My name is Devon and our beautiful daughter Audrey is 8 years old. Audrey was diagnosed, officially with Autism when she was 7, though our journey started long before. I knew from a very young age that Audrey was not like other babies, she screamed, all day, every day. No one but myself could touch her and I could not put her down. We went through many tests and were told, that's just her personality. I felt differently but with doctors telling me it was nothing, we moved on. Audrey remained in this state till she was nearly 3 years old. Her milestones were slow but not alarming. At the time she had very little eye contact and I just thought and was told, she's shy. So I worked with her on it daily and it got better, not great but better.

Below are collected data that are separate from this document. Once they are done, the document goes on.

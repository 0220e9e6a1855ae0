//! SQL schema for the Trade Pulse lineage store.
//!
//! Executed once at connection startup. Future migrations will be gated on
//! `PRAGMA user_version`.

/// Full schema DDL; idempotent thanks to `IF NOT EXISTS`.
pub const SCHEMA: &str = "
PRAGMA journal_mode = WAL;
PRAGMA foreign_keys = ON;

CREATE TABLE IF NOT EXISTS raw_inputs (
    source_id      TEXT PRIMARY KEY,
    discovered_at  TEXT NOT NULL,   -- RFC 3339 UTC, fixed microsecond width
    payload        TEXT NOT NULL,
    status         TEXT NOT NULL DEFAULT 'discovered',
                                    -- 'discovered' | 'processed' | 'failed'
    processed_at   TEXT,
    failure_reason TEXT
);

CREATE TABLE IF NOT EXISTS artifacts (
    artifact_id    TEXT PRIMARY KEY,
    tier           TEXT NOT NULL,   -- 'daily' | 'weekly' | 'monthly'
    period_key     TEXT NOT NULL,   -- '2025-11-28' | '2025-W48' | '2025-11'
    period_start   TEXT NOT NULL,
    period_end     TEXT NOT NULL,
    anchor_date    TEXT NOT NULL,   -- windowing key for the tier above
    generated_at   TEXT NOT NULL,
    content        TEXT NOT NULL,
    content_digest TEXT NOT NULL,
    status         TEXT NOT NULL DEFAULT 'available',
                                    -- 'available' | 'included'
    published_at   TEXT,
    UNIQUE (tier, period_key)
);

-- Inclusion edges are strictly append-only.
-- A child appears at most once, so lineage is a forest.
CREATE TABLE IF NOT EXISTS inclusion_edges (
    edge_id      TEXT PRIMARY KEY,
    child_kind   TEXT NOT NULL,     -- 'raw' | 'artifact'
    child_id     TEXT NOT NULL,     -- source_id or artifact_id
    parent_id    TEXT NOT NULL REFERENCES artifacts(artifact_id),
    committed_at TEXT NOT NULL,
    UNIQUE (child_kind, child_id)
);

CREATE TRIGGER IF NOT EXISTS inclusion_edges_no_update
BEFORE UPDATE ON inclusion_edges
BEGIN
    SELECT RAISE(ABORT, 'inclusion edges are append-only');
END;

CREATE TRIGGER IF NOT EXISTS inclusion_edges_no_delete
BEFORE DELETE ON inclusion_edges
BEGIN
    SELECT RAISE(ABORT, 'inclusion edges are append-only');
END;

-- Status only ever moves forward.
CREATE TRIGGER IF NOT EXISTS artifacts_status_forward
BEFORE UPDATE OF status ON artifacts
WHEN OLD.status = 'included'
BEGIN
    SELECT RAISE(ABORT, 'artifact already included');
END;

CREATE TRIGGER IF NOT EXISTS raw_inputs_status_forward
BEFORE UPDATE OF status ON raw_inputs
WHEN OLD.status != 'discovered'
BEGIN
    SELECT RAISE(ABORT, 'raw input already settled');
END;

CREATE INDEX IF NOT EXISTS raw_inputs_pending_idx
    ON raw_inputs(status, discovered_at);
CREATE INDEX IF NOT EXISTS artifacts_pending_idx
    ON artifacts(tier, status, anchor_date);
CREATE INDEX IF NOT EXISTS inclusion_edges_parent_idx
    ON inclusion_edges(parent_id);

PRAGMA user_version = 1;
";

When she started school we noticed her anxiety go off the charts. She became mute and withdrawn. It broke our hearts to see her in this state. We decided to go back to the doctor with all of our concerns. She did a couple questionnaire tests and pre screening but Audrey fell just slightly below the cut off to test any further. Again we were told, she's shy and it's her personality. We left shattered and feeling helpless and even more lost. We felt as though we were failing our daughter as parents. Due to how Audrey was in school she'd fallen so far behind which led to more upset and anxiety. We then just decided this was our normal and that we would do everything we could to keep her as happy, calm and comfortable as we could. As a mom though, I knew there was something else.
Fast forward to age 6. Audrey's behaviour at home became erratic. Outburst and fits like we'd never seen before. Her strength was overwhelming and she was becoming harder to get under control. We went to see clinicians for behavioural help and unfortunately it was no help. She spent nearly a year with a mental health nurse on a weekly basis, no help. By the time she was 7, we were referred to a physiatrist and she thought maybe trauma related stress due to her sister being epileptic. She recommended CBT.
A week after she had that appointment she had a meltdown to end all meltdowns. We were forced to take her to crisis. They then sent us to the hospital where Audrey was ultimately hospitalized. It was traumatizing. It was there where all the nurses where shocked that Audrey didn't have a diagnosis of Autism. From there we were referred for the ADOS and were told that it would be at LEAST 2 years waiting. After 7 years of her suffering and us feeling like failing parents, we decided to pay privately to get her assessed.
1 month after testing begun, we were finally given answers. Audrey was given her diagnosis of Autism. I broken down and I felt numb. All these years I knew there was something and it took me so long to get her the help she needed and deserved. We proceeded with next steps which then led to the OAP wait list. Although frustrating we knew it would only be a couple years and then we'd receive all the help she needs. We decided that until then we, as her parents would do everything we could in the meantime to help her.
Again though, as parents we feel like we are failing her as we simply cannot give her everything she needed. Then February 6, 2019 a devastating blow. The announcement that would end the OAP and leave us with less than $5000 a year to help our daughter. Audrey is high functioning but still requires multiple hours of ABA a week. This news left us now with anxiety and sick with worry. My husband especially. We are left helpless and hopeless. How are we supposed to adequately care for our daughter without the OAP? How can a government make such a cut without taking into account the gross negative impact that this will have. How as parents, do we hold our heads high knowing that this is the end? We are lost as to where to go from here.